Cette “surmodernité” est aussi celle de la peinture aujourd’hui. Eva Nielsen explore les frontières entre photographie et peinture, entre peinture et impression mécanique, un enjeu qu’elle sait être devenu une quête au long cours de l’histoire de l’art depuis Andy Warhol et Gerhard Richter. Les tableaux sont réalisés à partir de photographies, documentés par des marches et des explorations, aussi bien européennes qu’américaines. Pour accentuer le contraste entre le noir et blanc de l’impression photographique et cette tonalité sourde et lumineuse héritée du paysage scandinave, Eva Nielsen travaille chaque œuvre en deux temps, celui de la sérigraphie et celui des aquarelles, des encres, des acryliques. Elle fait, cependant, de la sérigraphie un usage unique, à rebours de ses capacités de reproduction. Elle n’en conserve que l’effet esthétique de la trame mécanique, tout comme elle a parfois expérimenté l’imprimante pour ses dessins préparatoires.

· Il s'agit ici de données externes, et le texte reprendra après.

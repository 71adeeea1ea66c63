use async_trait::async_trait;
use chrono::{DateTime, NaiveDate, NaiveDateTime, Utc};
use rust_decimal::Decimal;
use sqlx::{FromRow, SqliteConnection, SqlitePool};
use uuid::Uuid;

use crate::{
    domain::{CreatePayerRequest, Membership, MembershipStatus, Payer, Subscription, UpdatePayerRequest},
    error::{AppError, Result},
    repository::{amount_to_text, parse_uuid, PayerRepository},
};

// Database row struct that matches SQLite schema
#[derive(FromRow)]
pub(crate) struct PayerRow {
    id: String,
    first_name: String,
    last_name: String,
    phone_number: Option<String>,
    is_admin: bool,
    created_at: NaiveDateTime,
    updated_at: NaiveDateTime,
}

#[derive(FromRow)]
struct MembershipRow {
    payer_id: String,
    join_date: NaiveDate,
    status: String,
}

#[derive(FromRow)]
struct SubscriptionRow {
    payer_id: String,
    monthly_rate: Option<String>,
    start_date: NaiveDate,
}

pub struct SqlitePayerRepository {
    pool: SqlitePool,
}

impl SqlitePayerRepository {
    pub fn new(pool: SqlitePool) -> Self {
        Self { pool }
    }

    pub(crate) fn row_to_payer(row: PayerRow) -> Result<Payer> {
        Ok(Payer {
            id: parse_uuid(&row.id)?,
            first_name: row.first_name,
            last_name: row.last_name,
            phone_number: row.phone_number,
            is_admin: row.is_admin,
            created_at: DateTime::from_naive_utc_and_offset(row.created_at, Utc),
            updated_at: DateTime::from_naive_utc_and_offset(row.updated_at, Utc),
        })
    }

    fn row_to_subscription(row: SubscriptionRow) -> Result<Subscription> {
        let payer_id = parse_uuid(&row.payer_id)?;
        // An unreadable rate makes the payer unbillable rather than failing a batch.
        let monthly_rate = match row.monthly_rate.as_deref() {
            Some(raw) => match raw.trim().parse::<Decimal>() {
                Ok(rate) => Some(rate),
                Err(e) => {
                    tracing::warn!("Ignoring malformed monthly rate {:?} for payer {}: {}", raw, payer_id, e);
                    None
                }
            },
            None => None,
        };

        Ok(Subscription {
            payer_id,
            monthly_rate,
            start_date: row.start_date,
        })
    }

    /// Inserts a payer. `password_hash` is an already hashed secret.
    pub async fn insert(
        conn: &mut SqliteConnection,
        request: &CreatePayerRequest,
        password_hash: Option<String>,
    ) -> Result<Payer> {
        let id = Uuid::new_v4();
        let now_naive = Utc::now().naive_utc();

        sqlx::query(
            r#"
            INSERT INTO payers (
                id, first_name, last_name, phone_number, password_hash,
                is_admin, created_at, updated_at
            ) VALUES (?, ?, ?, ?, ?, ?, ?, ?)
            "#
        )
        .bind(id.to_string())
        .bind(&request.first_name)
        .bind(&request.last_name)
        .bind(&request.phone_number)
        .bind(password_hash)
        .bind(request.is_admin)
        .bind(now_naive)
        .bind(now_naive)
        .execute(&mut *conn)
        .await?;

        Self::find_in(conn, id).await?.ok_or_else(|| {
            AppError::Database("Failed to retrieve created payer".to_string())
        })
    }

    pub async fn insert_membership(
        conn: &mut SqliteConnection,
        payer_id: Uuid,
        join_date: NaiveDate,
    ) -> Result<Membership> {
        let status = MembershipStatus::Pending;

        sqlx::query("INSERT INTO memberships (payer_id, join_date, status) VALUES (?, ?, ?)")
            .bind(payer_id.to_string())
            .bind(join_date)
            .bind(status.as_str())
            .execute(&mut *conn)
            .await?;

        Ok(Membership { payer_id, join_date, status })
    }

    pub async fn insert_subscription(
        conn: &mut SqliteConnection,
        payer_id: Uuid,
        monthly_rate: Decimal,
        start_date: NaiveDate,
    ) -> Result<Subscription> {
        sqlx::query("INSERT INTO subscriptions (payer_id, monthly_rate, start_date) VALUES (?, ?, ?)")
            .bind(payer_id.to_string())
            .bind(amount_to_text(&monthly_rate))
            .bind(start_date)
            .execute(&mut *conn)
            .await?;

        Ok(Subscription {
            payer_id,
            monthly_rate: Some(monthly_rate),
            start_date,
        })
    }

    pub async fn find_in(conn: &mut SqliteConnection, id: Uuid) -> Result<Option<Payer>> {
        let row = sqlx::query_as::<_, PayerRow>(
            r#"
            SELECT id, first_name, last_name, phone_number, is_admin,
                   created_at, updated_at
            FROM payers
            WHERE id = ?
            "#
        )
        .bind(id.to_string())
        .fetch_optional(&mut *conn)
        .await?;

        row.map(Self::row_to_payer).transpose()
    }

    /// Every payer, in a stable order, read through the caller's connection.
    pub async fn list_all_in(conn: &mut SqliteConnection) -> Result<Vec<Payer>> {
        let rows = sqlx::query_as::<_, PayerRow>(
            r#"
            SELECT id, first_name, last_name, phone_number, is_admin,
                   created_at, updated_at
            FROM payers
            ORDER BY created_at, id
            "#
        )
        .fetch_all(&mut *conn)
        .await?;

        rows.into_iter().map(Self::row_to_payer).collect()
    }

    pub async fn subscription_in(
        conn: &mut SqliteConnection,
        payer_id: Uuid,
    ) -> Result<Option<Subscription>> {
        let row = sqlx::query_as::<_, SubscriptionRow>(
            "SELECT payer_id, monthly_rate, start_date FROM subscriptions WHERE payer_id = ?"
        )
        .bind(payer_id.to_string())
        .fetch_optional(&mut *conn)
        .await?;

        row.map(Self::row_to_subscription).transpose()
    }
}

#[async_trait]
impl PayerRepository for SqlitePayerRepository {
    async fn find_by_id(&self, id: Uuid) -> Result<Option<Payer>> {
        let mut conn = self.pool.acquire().await?;
        Self::find_in(&mut conn, id).await
    }

    async fn find_by_phone(&self, phone_number: &str) -> Result<Option<Payer>> {
        let row = sqlx::query_as::<_, PayerRow>(
            r#"
            SELECT id, first_name, last_name, phone_number, is_admin,
                   created_at, updated_at
            FROM payers
            WHERE phone_number = ?
            "#
        )
        .bind(phone_number)
        .fetch_optional(&self.pool)
        .await?;

        row.map(Self::row_to_payer).transpose()
    }

    async fn list(&self, limit: i64, offset: i64) -> Result<Vec<Payer>> {
        let rows = sqlx::query_as::<_, PayerRow>(
            r#"
            SELECT id, first_name, last_name, phone_number, is_admin,
                   created_at, updated_at
            FROM payers
            ORDER BY last_name, first_name
            LIMIT ? OFFSET ?
            "#
        )
        .bind(limit)
        .bind(offset)
        .fetch_all(&self.pool)
        .await?;

        rows.into_iter().map(Self::row_to_payer).collect()
    }

    async fn update(&self, id: Uuid, update: UpdatePayerRequest) -> Result<Payer> {
        let now_naive = Utc::now().naive_utc();

        let result = sqlx::query(
            r#"
            UPDATE payers
            SET first_name = COALESCE(?, first_name),
                last_name = COALESCE(?, last_name),
                phone_number = COALESCE(?, phone_number),
                is_admin = COALESCE(?, is_admin),
                updated_at = ?
            WHERE id = ?
            "#
        )
        .bind(&update.first_name)
        .bind(&update.last_name)
        .bind(&update.phone_number)
        .bind(update.is_admin)
        .bind(now_naive)
        .bind(id.to_string())
        .execute(&self.pool)
        .await?;

        if result.rows_affected() == 0 {
            return Err(AppError::NotFound("Payer not found".to_string()));
        }

        self.find_by_id(id).await?.ok_or_else(|| {
            AppError::Database("Failed to retrieve updated payer".to_string())
        })
    }

    async fn membership(&self, payer_id: Uuid) -> Result<Option<Membership>> {
        let row = sqlx::query_as::<_, MembershipRow>(
            "SELECT payer_id, join_date, status FROM memberships WHERE payer_id = ?"
        )
        .bind(payer_id.to_string())
        .fetch_optional(&self.pool)
        .await?;

        row.map(|r| {
            Ok(Membership {
                payer_id: parse_uuid(&r.payer_id)?,
                join_date: r.join_date,
                status: r.status.parse().map_err(AppError::Database)?,
            })
        })
        .transpose()
    }

    async fn subscription(&self, payer_id: Uuid) -> Result<Option<Subscription>> {
        let mut conn = self.pool.acquire().await?;
        Self::subscription_in(&mut conn, payer_id).await
    }

    async fn password_hash(&self, phone_number: &str) -> Result<Option<String>> {
        let hash = sqlx::query_scalar::<_, Option<String>>(
            "SELECT password_hash FROM payers WHERE phone_number = ?"
        )
        .bind(phone_number)
        .fetch_optional(&self.pool)
        .await?;

        Ok(hash.flatten())
    }
}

Peindre aujourd’hui pose la question du temps long dans une époque de l’instantané et du tout-image. Tout voir, est-ce ne rien voir ? À ses paysages architecturés, l’artiste a ajouté récemment la maladie du “voir”. Sa dernière série Lucite (2015-…) tient son nom d’une allergie à la lumière. L’horizon de ses peintures s’est ostensiblement voilé. Le statut du regardeur est redoublé : nous sommes en position de voyeur, à la fois du tableau, et de la maison de l’autre, que l’on tente d’apercevoir à travers le treillage qui recouvre la surface de la toile. Le voilage rejoint également un motif emblématique de l’histoire de l’art, le pli, théorisée par Gilles Deleuze, thème baroque par excellence, mais devenu ici le pli d’un grillage bon marché.

d’après AWAREWOMENARTISTS.COM


Eva Nielsen “Dondal II” (detail) © Eva Nielsen
Les sublimes mondes en trompe-l’œil d’Eva Nielsen

Au moyen de la sérigraphie, Eva Nielsen trompe l’œil avec des effets qui subliment la nature et le bâti. Ce panorama zéro semblait contenir des ruines à l’envers”, note Robert Smithson à propos de Passaic, ville sans histoire du New Jersey dont les monuments ordinaires (ponts, parkings ou bacs à sable) lui inspirent en 1967 un texte fondateur sur le chaos des cités à l’épreuve du temps. Eva Nielsen l’a lu et approuvé, tout comme Manhattan Transfer de Dos Passos. Élevée dans le 91, elle qui transite entre Paris et Yerres connaît par cœur ces zones intermédiaires peuplées d’architectures précaires.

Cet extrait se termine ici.